Use TrapExit when you want to handle failures gracefully - log them, restart workers, switch to fallback services. Don't use it if you want standard supervision behavior (child fails → parent restarts it).
Split Handle
By default, HandleMessage and HandleCall are invoked regardless of how the process was addressed - by PID, by registered name, or by alias. Enable SetSplitHandle(true) to route based on address type:
func (w *Worker) Init(args ...any) error {
w.SetSplitHandle(true)
w.RegisterName("worker_service")
alias, _ := w.CreateAlias()
w.publicAPI = alias
return nil
}
func (w *Worker) HandleMessage(from gen.PID, message any) error {
// Messages sent to PID directly (internal use)
w.Log().Debug("internal message from %s", from)
return nil
}
func (w *Worker) HandleMessageName(name gen.Atom, from gen.PID, message any) error {
// Messages sent to registered name "worker_service" (public API)
w.Log().Info("public API call via name %s", name)
return nil
}
func (w *Worker) HandleMessageAlias(alias gen.Alias, from gen.PID, message any) error {
// Messages sent to alias (temporary session)

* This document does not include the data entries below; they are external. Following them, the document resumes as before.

//! Static platform description from `platform.rs`

use crate::error::AvsError;
use crate::info::gic::{GicComponent, GicInfoEntry, GicWriter};
use crate::info::iovirt::{IovirtEntry, IovirtNode, IovirtWriter, CCA_COHERENT};
use crate::info::memory::{MemoryKind, MemoryRegion, MemoryWriter};
use crate::info::pcie::{EcamRegion, PcieWriter};
use crate::info::pe::{PeFlags, PeInfoEntry, PeWriter};
use crate::info::peripheral::{PeripheralEntry, PeripheralKind, PeripheralWriter};
use crate::info::timer::{TimerFlags, TimerInfoHeader, TimerWriter};
use crate::info::watchdog::{WatchdogWriter, WdFlags, WdInfoEntry};
use crate::platform;
use crate::probe::PlatformProbe;

/// Describes the board with the compiled-in constants.
pub struct OverrideProbe;

impl PlatformProbe for OverrideProbe {
    fn fill_pe(&self, table: &mut PeWriter<'_>) -> Result<(), AvsError> {
        for (index, &mpidr) in platform::PE_MPIDRS.iter().enumerate() {
            let mut flags = PeFlags::PMU_PPI;
            if index == 0 {
                flags |= PeFlags::PRIMARY;
            }
            table.push(PeInfoEntry {
                pe_num: index as u32,
                flags,
                mpidr,
                pmu_gsiv: platform::PE_PMU_GSIV,
                gmain_gsiv: platform::PE_GMAIN_GSIV,
            })?;
        }
        Ok(())
    }

    fn fill_gic(&self, table: &mut GicWriter<'_>) -> Result<(), AvsError> {
        table.header_mut().version = platform::GIC_VERSION;
        table.push(GicInfoEntry::frame(GicComponent::Distributor, platform::GICD_BASE, 0x1_0000))?;
        table.push(GicInfoEntry::frame(
            GicComponent::RedistributorRange,
            platform::GICR_BASE,
            platform::GICR_LENGTH,
        ))?;
        table.push(GicInfoEntry::frame(GicComponent::Its, platform::GICITS_BASE, 0x2_0000))?;
        Ok(())
    }

    fn fill_timer(&self, table: &mut TimerWriter<'_>) -> Result<(), AvsError> {
        let level = TimerFlags::empty();
        *table.header_mut() = TimerInfoHeader {
            cnt_frequency: platform::TIMER_CNTFRQ,
            s_el1_gsiv: platform::TIMER_S_EL1_GSIV,
            s_el1_flags: level | TimerFlags::SECURE,
            ns_el1_gsiv: platform::TIMER_NS_EL1_GSIV,
            ns_el1_flags: level,
            virtual_gsiv: platform::TIMER_VIRT_GSIV,
            virtual_flags: level,
            el2_gsiv: platform::TIMER_EL2_GSIV,
            el2_flags: level,
            ..TimerInfoHeader::default()
        };
        Ok(())
    }

    fn fill_watchdog(&self, table: &mut WatchdogWriter<'_>) -> Result<(), AvsError> {
        table.push(WdInfoEntry {
            ctrl_base: platform::WD_CTRL_BASE,
            refresh_base: platform::WD_REFRESH_BASE,
            gsiv: platform::WD_GSIV,
            flags: WdFlags::empty(),
        })?;
        Ok(())
    }

    fn fill_pcie(&self, table: &mut PcieWriter<'_>) -> Result<(), AvsError> {
        table.header_mut().p2p_supported = false;
        table.push(EcamRegion {
            base: platform::PCIE_ECAM_BASE,
            segment: platform::PCIE_SEGMENT,
            start_bus: platform::PCIE_START_BUS,
            end_bus: platform::PCIE_END_BUS,
        })?;
        Ok(())
    }

    fn fill_iovirt(&self, table: &mut IovirtWriter<'_>) -> Result<(), AvsError> {
        table.push(IovirtEntry {
            base: platform::SMMU_BASE,
            ..IovirtEntry::new(IovirtNode::SmmuV3)
        })?;
        table.push(IovirtEntry {
            id: platform::PCIE_SEGMENT,
            cca: CCA_COHERENT,
            smmu_base: platform::SMMU_BASE,
            ..IovirtEntry::new(IovirtNode::PciRootComplex)
        })?;
        Ok(())
    }

    fn fill_peripheral(&self, table: &mut PeripheralWriter<'_>) -> Result<(), AvsError> {
        table.push(PeripheralEntry {
            kind: PeripheralKind::Uart,
            bdf: 0,
            base0: platform::UART_BASE as u64,
            base1: 0,
            irq: platform::UART_GSIV,
            flags: 0,
        })?;
        Ok(())
    }

    fn fill_memory(&self, table: &mut MemoryWriter<'_>) -> Result<(), AvsError> {
        let header = table.header_mut();
        header.dram_base = platform::DRAM_BASE;
        header.dram_size = platform::DRAM_SIZE;
        table.push(MemoryRegion {
            kind: MemoryKind::Normal,
            phys_addr: platform::DRAM_BASE,
            virt_addr: platform::DRAM_BASE,
            size: platform::DRAM_SIZE,
            flags: 0,
        })?;
        table.push(MemoryRegion {
            kind: MemoryKind::Device,
            phys_addr: platform::GICD_BASE,
            virt_addr: platform::GICD_BASE,
            size: 0x1_0000,
            flags: 0,
        })?;
        Ok(())
    }
}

w.Log().Debug("session message via alias %s", alias)
return nil
}The same split applies to HandleCall* variants. Use this when you want different behavior for internal communication (PID) versus public API (registered name) versus temporary sessions (alias).

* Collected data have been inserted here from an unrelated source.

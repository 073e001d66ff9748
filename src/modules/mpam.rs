//! MPAM checks

use crate::coordinator::PeEnv;
use crate::status::AvsStatus;
use crate::sysreg::PeFeature;
use crate::test_case::TestCase;

const BASE: u32 = 1200;

pub const TESTS: &[TestCase] = &[
    TestCase::new(BASE + 1, "Check for MPAM extension            ", "S_L7MP_01", extension).on_all_pes(),
    TestCase::new(BASE + 2, "Check for MPAM MSC on memory        ", "S_L7MP_03", memory_msc),
];

fn extension(env: &PeEnv<'_>) {
    match env.feat_check(PeFeature::Mpam) {
        AvsStatus::Pass => env.pass(1),
        _ => env.fail(1),
    }
}

fn memory_msc(env: &PeEnv<'_>) {
    let mpam = env.tables().mpam();
    if mpam.msc_count() == 0 {
        log::error!("no MPAM MSC described");
        env.fail(1);
    } else if mpam.memory_mscs().next().is_none() {
        log::error!("no MPAM MSC controls memory bandwidth");
        env.fail(2);
    } else {
        env.pass(1);
    }
}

Most actors don't need this. Leave split handle disabled and use HandleMessage/HandleCall for everything.
Specialized Callbacks
Logging
If your actor is registered as a logger (via node.AddLogger(pid, level)), it receives log messages in the Log queue:
func (w *Worker) HandleLog(message gen.MessageLog) error {
// Format and write log message
fmt.Printf("[%s] %s: %s\n", message.Level, message.PID, message.Message)
return nil
}Log messages have the lowest priority. They're processed after Urgent, System, and Main are empty. This prevents logging from starving regular message processing.
Events
If your actor subscribed to an event (via LinkEvent or MonitorEvent), it receives event messages:
func (w *Worker) HandleEvent(message gen.MessageEvent) error {
switch message.Name {
case "config_updated":
w.reloadConfig()
case "cache_invalidated":
w.clearCache()
}
return nil
}Events arrive in the System queue (high priority). Use them for cross-cutting concerns where multiple actors need to react to the same occurrence.
Inspection
The Inspect method allows synchronous inspection of actor state (used by Observer and debugging tools):
func (w *Worker) HandleInspect(from gen.PID, item ...string) map[string]string {
return map[string]string{
"counter": fmt.Sprintf("%d", w.counter),
"status": w.status,
"queue_depth": fmt.Sprintf("%d", w.queueDepth),
}
}Inspection requests go to the Urgent queue and bypass normal message processing. Keep the implementation fast - don't do expensive computations or I/O. Return only string values (serialization limitation).
Actor Pools
For workload distribution, use act.Pool instead of implementing manual worker management. See Pool for details.
Patterns and Pitfalls
Don't spawn goroutines in callbacks. The actor model is sequential - one message at a time. Spawning goroutines breaks this, introducing data races on actor state. If you need concurrency, spawn child actors and send them messages.
Don't block on channels or mutexes. Callbacks run in the actor's goroutine. Blocking it starves message processing. Use async message passing (Send) instead of sync primitives.
Don't store gen.Process references. The embedded act.Actor provides all process methods. Storing additional references wastes memory and can cause confusion about which instance is authoritative.
Return errors for termination, not for caller responses. HandleCall's error return terminates the process. To send errors to callers, return them as the result value.
Use ref.IsAlive() before expensive async work. When handling calls asynchronously, check if the caller is still waiting before spending resources on the response.
Enable TrapExit only when needed. Default behavior (terminate on exit signal) works for most actors. Trap only when you have specific failure handling logic.